Without skipping or changing anything, print all the entries.

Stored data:
......
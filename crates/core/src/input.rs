//! Input field and the affordances that feed text into it.

/// The text field the user types into.
#[derive(Clone, Debug, Default, PartialEq, Eq)]
pub struct InputField {
    value: String,
    focused: bool,
}

impl InputField {
    /// Returns the current value.
    #[inline]
    pub fn value(&self) -> &str {
        &self.value
    }

    /// Replaces the current value.
    #[inline]
    pub fn set_value<S: Into<String>>(&mut self, value: S) {
        self.value = value.into();
    }

    /// Appends text to the current value.
    #[inline]
    pub fn append(&mut self, text: &str) {
        self.value.push_str(text);
    }

    /// Empties the field.
    #[inline]
    pub fn clear(&mut self) {
        self.value.clear();
    }

    /// Returns the trimmed value, or `None` if there is nothing to send.
    pub fn trimmed(&self) -> Option<&str> {
        let value = self.value.trim();
        (!value.is_empty()).then_some(value)
    }

    /// Gives the field keyboard focus.
    #[inline]
    pub fn focus(&mut self) {
        self.focused = true;
    }

    /// Returns `true` if the field has keyboard focus.
    #[inline]
    pub fn is_focused(&self) -> bool {
        self.focused
    }
}

/// A panel of emoji glyphs whose visibility can be toggled.
#[derive(Clone, Debug, Default, PartialEq, Eq)]
pub struct EmojiPicker {
    glyphs: Vec<String>,
    visible: bool,
}

impl EmojiPicker {
    /// Creates a hidden picker offering `glyphs`.
    pub fn new<I, S>(glyphs: I) -> Self
    where
        I: IntoIterator<Item = S>,
        S: Into<String>,
    {
        Self {
            glyphs: glyphs.into_iter().map(Into::into).collect(),
            visible: false,
        }
    }

    /// Returns the offered glyphs.
    #[inline]
    pub fn glyphs(&self) -> &[String] {
        &self.glyphs
    }

    /// Returns the glyph of the item at `idx`.
    #[inline]
    pub fn glyph(&self, idx: usize) -> Option<&str> {
        self.glyphs.get(idx).map(String::as_str)
    }

    /// Returns `true` if the picker is shown.
    #[inline]
    pub fn is_visible(&self) -> bool {
        self.visible
    }

    /// Shows the picker if hidden, hides it otherwise.
    #[inline]
    pub fn toggle(&mut self) {
        self.visible = !self.visible;
    }

    /// Hides the picker.
    #[inline]
    pub fn hide(&mut self) {
        self.visible = false;
    }
}

/// A preset button that sends a fixed text.
#[derive(Clone, Debug, PartialEq, Eq, Hash)]
pub struct QuickReply {
    label: String,
    text: String,
}

impl QuickReply {
    /// Creates a quick reply showing `label` and sending `text`.
    #[inline]
    pub fn new<L: Into<String>, T: Into<String>>(label: L, text: T) -> Self {
        Self {
            label: label.into(),
            text: text.into(),
        }
    }

    /// Returns the button label.
    #[inline]
    pub fn label(&self) -> &str {
        &self.label
    }

    /// Returns the literal text that is sent.
    #[inline]
    pub fn text(&self) -> &str {
        &self.text
    }
}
......
▶ **Task output**
filename crates/core/src/input.rs
//! Input field and the affordances that feed text into it.

/// The text field the user types into.
#[derive(Clone, Debug, Default, PartialEq, Eq)]
pub struct InputField {
    value: String,
    focused: bool,
}

impl InputField {
    /// Returns the current value.
    #[inline]
    pub fn value(&self) -> &str {
        &self.value
    }

    /// Replaces the current value.
    #[inline]
    pub fn set_value<S: Into<String>>(&mut self, value: S) {
        self.value = value.into();
    }

    /// Appends text to the current value.
    #[inline]
    pub fn append(&mut self, text: &str) {
        self.value.push_str(text);
    }

    /// Empties the field.
    #[inline]
    pub fn clear(&mut self) {
        self.value.clear();
    }

    /// Returns the trimmed value, or `None` if there is nothing to send.
    pub fn trimmed(&self) -> Option<&str> {
        let value = self.value.trim();
        (!value.is_empty()).then_some(value)
    }

    /// Gives the field keyboard focus.
    #[inline]
    pub fn focus(&mut self) {
        self.focused = true;
    }

    /// Returns `true` if the field has keyboard focus.
    #[inline]
    pub fn is_focused(&self) -> bool {
        self.focused
    }
}

/// A panel of emoji glyphs whose visibility can be toggled.
#[derive(Clone, Debug, Default, PartialEq, Eq)]
pub struct EmojiPicker {
    glyphs: Vec<String>,
    visible: bool,
}

impl EmojiPicker {
    /// Creates a hidden picker offering `glyphs`.
    pub fn new<I, S>(glyphs: I) -> Self
    where
        I: IntoIterator<Item = S>,
        S: Into<String>,
    {
        Self {
            glyphs: glyphs.into_iter().map(Into::into).collect(),
            visible: false,
        }
    }

    /// Returns the offered glyphs.
    #[inline]
    pub fn glyphs(&self) -> &[String] {
        &self.glyphs
    }

    /// Returns the glyph of the item at `idx`.
    #[inline]
    pub fn glyph(&self, idx: usize) -> Option<&str> {
        self.glyphs.get(idx).map(String::as_str)
    }

    /// Returns `true` if the picker is shown.
    #[inline]
    pub fn is_visible(&self) -> bool {
        self.visible
    }

    /// Shows the picker if hidden, hides it otherwise.
    #[inline]
    pub fn toggle(&mut self) {
        self.visible = !self.visible;
    }

    /// Hides the picker.
    #[inline]
    pub fn hide(&mut self) {
        self.visible = false;
    }
}

/// A preset button that sends a fixed text.
#[derive(Clone, Debug, PartialEq, Eq, Hash)]
pub struct QuickReply {
    label: String,
    text: String,
}

impl QuickReply {
    /// Creates a quick reply showing `label` and sending `text`.
    #[inline]
    pub fn new<L: Into<String>, T: Into<String>>(label: L, text: T) -> Self {
        Self {
            label: label.into(),
            text: text.into(),
        }
    }

    /// Returns the button label.
    #[inline]
    pub fn label(&self) -> &str {
        &self.label
    }

    /// Returns the literal text that is sent.
    #[inline]
    pub fn text(&self) -> &str {
        &self.text
    }
}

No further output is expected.